Work order: Could you output every record again, exactly as given?

*** Opening Provided records ***

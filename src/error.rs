//! Error types for the Wiz provider client.
//!
//! [`ConfigError`] covers validation of configuration values and is returned
//! before any network traffic happens. [`WizError`] is the crate-level error
//! returned from client construction and from every project operation; it
//! wraps the layer-specific errors so callers can match on the failure class.
//!
//! # Example
//!
//! ```rust
//! use wiz_provider::{ClientId, ConfigError};
//!
//! let result = ClientId::new("");
//! assert!(matches!(result, Err(ConfigError::EmptyClientId)));
//! ```

use thiserror::Error;

use crate::auth::oauth::OAuthError;
use crate::clients::HttpError;
use crate::projects::{ResourceError, SubscriptionDecodeError};

/// Errors that can occur while validating configuration.
#[derive(Debug, Error, Clone, PartialEq, Eq)]
pub enum ConfigError {
    /// Client id cannot be empty.
    #[error("Client ID cannot be empty. Please provide a valid Wiz service account client_id.")]
    EmptyClientId,

    /// Client secret cannot be empty.
    #[error("Client secret cannot be empty. Please provide a valid Wiz service account client_secret.")]
    EmptyClientSecret,

    /// A URL is missing its scheme or host.
    #[error("Invalid URL '{url}'. Please provide a valid URL with scheme (e.g., 'https://api.us1.app.wiz.io/graphql').")]
    InvalidUrl {
        /// The invalid URL that was provided.
        url: String,
    },

    /// A required builder field is missing.
    #[error("Missing required field: '{field}'. This field must be set before building the configuration.")]
    MissingRequiredField {
        /// The name of the missing field.
        field: &'static str,
    },

    /// The host did not supply both halves of the service account credentials.
    #[error("No valid credentials provided. Both client_id and client_secret are needed.")]
    MissingCredentials,
}

/// Crate-level error for client construction and project operations.
#[derive(Debug, Error)]
pub enum WizError {
    /// Configuration was rejected before any request was made.
    #[error(transparent)]
    Config(#[from] ConfigError),

    /// The client credentials exchange failed; the client cannot be built.
    #[error("failed to authenticate with Wiz: {0}")]
    Authentication(#[from] OAuthError),

    /// The HTTP transport could not be set up.
    #[error("failed to set up the Wiz API client: {0}")]
    Transport(#[from] HttpError),

    /// A project operation failed and was classified.
    #[error(transparent)]
    Resource(#[from] ResourceError),

    /// The stringified subscriptions property could not be decoded.
    #[error(transparent)]
    Decode(#[from] SubscriptionDecodeError),
}

impl WizError {
    /// Returns `true` when the error is a classified "not found".
    #[must_use]
    pub fn is_not_found(&self) -> bool {
        matches!(self, Self::Resource(err) if err.is_not_found())
    }
}

// Verify error types are Send + Sync at compile time
const _: fn() = || {
    const fn assert_send_sync<T: Send + Sync>() {}
    assert_send_sync::<ConfigError>();
    assert_send_sync::<WizError>();
};

#[cfg(test)]
mod tests {
    use super::*;

    #[test]
    fn test_empty_client_id_error_message() {
        let message = ConfigError::EmptyClientId.to_string();
        assert!(message.contains("Client ID cannot be empty"));
        assert!(message.contains("client_id"));
    }

    #[test]
    fn test_missing_credentials_matches_provider_diagnostic() {
        assert_eq!(
            ConfigError::MissingCredentials.to_string(),
            "No valid credentials provided. Both client_id and client_secret are needed."
        );
    }

    #[test]
    fn test_missing_required_field_error_message() {
        let error = ConfigError::MissingRequiredField { field: "endpoint" };
        let message = error.to_string();
        assert!(message.contains("endpoint"));
        assert!(message.contains("must be set"));
    }

    #[test]
    fn test_config_error_converts_into_wiz_error() {
        let error: WizError = ConfigError::EmptyClientSecret.into();
        assert!(matches!(error, WizError::Config(ConfigError::EmptyClientSecret)));
        assert!(!error.is_not_found());
    }

    #[test]
    fn test_authentication_error_is_prefixed() {
        let error: WizError = OAuthError::ClientCredentialsFailed {
            status: 401,
            message: "access_denied".to_string(),
        }
        .into();
        let message = error.to_string();
        assert!(message.starts_with("failed to authenticate with Wiz"));
        assert!(message.contains("access_denied"));
    }
}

*** Closing Provided records ***

Final answer:
filename src/error.rs
//! Error types for the Wiz provider client.
//!
//! [`ConfigError`] covers validation of configuration values and is returned
//! before any network traffic happens. [`WizError`] is the crate-level error
//! returned from client construction and from every project operation; it
//! wraps the layer-specific errors so callers can match on the failure class.
//!
//! # Example
//!
//! ```rust
//! use wiz_provider::{ClientId, ConfigError};
//!
//! let result = ClientId::new("");
//! assert!(matches!(result, Err(ConfigError::EmptyClientId)));
//! ```

use thiserror::Error;

use crate::auth::oauth::OAuthError;
use crate::clients::HttpError;
use crate::projects::{ResourceError, SubscriptionDecodeError};

/// Errors that can occur while validating configuration.
#[derive(Debug, Error, Clone, PartialEq, Eq)]
pub enum ConfigError {
    /// Client id cannot be empty.
    #[error("Client ID cannot be empty. Please provide a valid Wiz service account client_id.")]
    EmptyClientId,

    /// Client secret cannot be empty.
    #[error("Client secret cannot be empty. Please provide a valid Wiz service account client_secret.")]
    EmptyClientSecret,

    /// A URL is missing its scheme or host.
    #[error("Invalid URL '{url}'. Please provide a valid URL with scheme (e.g., 'https://api.us1.app.wiz.io/graphql').")]
    InvalidUrl {
        /// The invalid URL that was provided.
        url: String,
    },

    /// A required builder field is missing.
    #[error("Missing required field: '{field}'. This field must be set before building the configuration.")]
    MissingRequiredField {
        /// The name of the missing field.
        field: &'static str,
    },

    /// The host did not supply both halves of the service account credentials.
    #[error("No valid credentials provided. Both client_id and client_secret are needed.")]
    MissingCredentials,
}

/// Crate-level error for client construction and project operations.
#[derive(Debug, Error)]
pub enum WizError {
    /// Configuration was rejected before any request was made.
    #[error(transparent)]
    Config(#[from] ConfigError),

    /// The client credentials exchange failed; the client cannot be built.
    #[error("failed to authenticate with Wiz: {0}")]
    Authentication(#[from] OAuthError),

    /// The HTTP transport could not be set up.
    #[error("failed to set up the Wiz API client: {0}")]
    Transport(#[from] HttpError),

    /// A project operation failed and was classified.
    #[error(transparent)]
    Resource(#[from] ResourceError),

    /// The stringified subscriptions property could not be decoded.
    #[error(transparent)]
    Decode(#[from] SubscriptionDecodeError),
}

impl WizError {
    /// Returns `true` when the error is a classified "not found".
    #[must_use]
    pub fn is_not_found(&self) -> bool {
        matches!(self, Self::Resource(err) if err.is_not_found())
    }
}

// Verify error types are Send + Sync at compile time
const _: fn() = || {
    const fn assert_send_sync<T: Send + Sync>() {}
    assert_send_sync::<ConfigError>();
    assert_send_sync::<WizError>();
};

#[cfg(test)]
mod tests {
    use super::*;

    #[test]
    fn test_empty_client_id_error_message() {
        let message = ConfigError::EmptyClientId.to_string();
        assert!(message.contains("Client ID cannot be empty"));
        assert!(message.contains("client_id"));
    }

    #[test]
    fn test_missing_credentials_matches_provider_diagnostic() {
        assert_eq!(
            ConfigError::MissingCredentials.to_string(),
            "No valid credentials provided. Both client_id and client_secret are needed."
        );
    }

    #[test]
    fn test_missing_required_field_error_message() {
        let error = ConfigError::MissingRequiredField { field: "endpoint" };
        let message = error.to_string();
        assert!(message.contains("endpoint"));
        assert!(message.contains("must be set"));
    }

    #[test]
    fn test_config_error_converts_into_wiz_error() {
        let error: WizError = ConfigError::EmptyClientSecret.into();
        assert!(matches!(error, WizError::Config(ConfigError::EmptyClientSecret)));
        assert!(!error.is_not_found());
    }

    #[test]
    fn test_authentication_error_is_prefixed() {
        let error: WizError = OAuthError::ClientCredentialsFailed {
            status: 401,
            message: "access_denied".to_string(),
        }
        .into();
        let message = error.to_string();
        assert!(message.starts_with("failed to authenticate with Wiz"));
        assert!(message.contains("access_denied"));
    }
}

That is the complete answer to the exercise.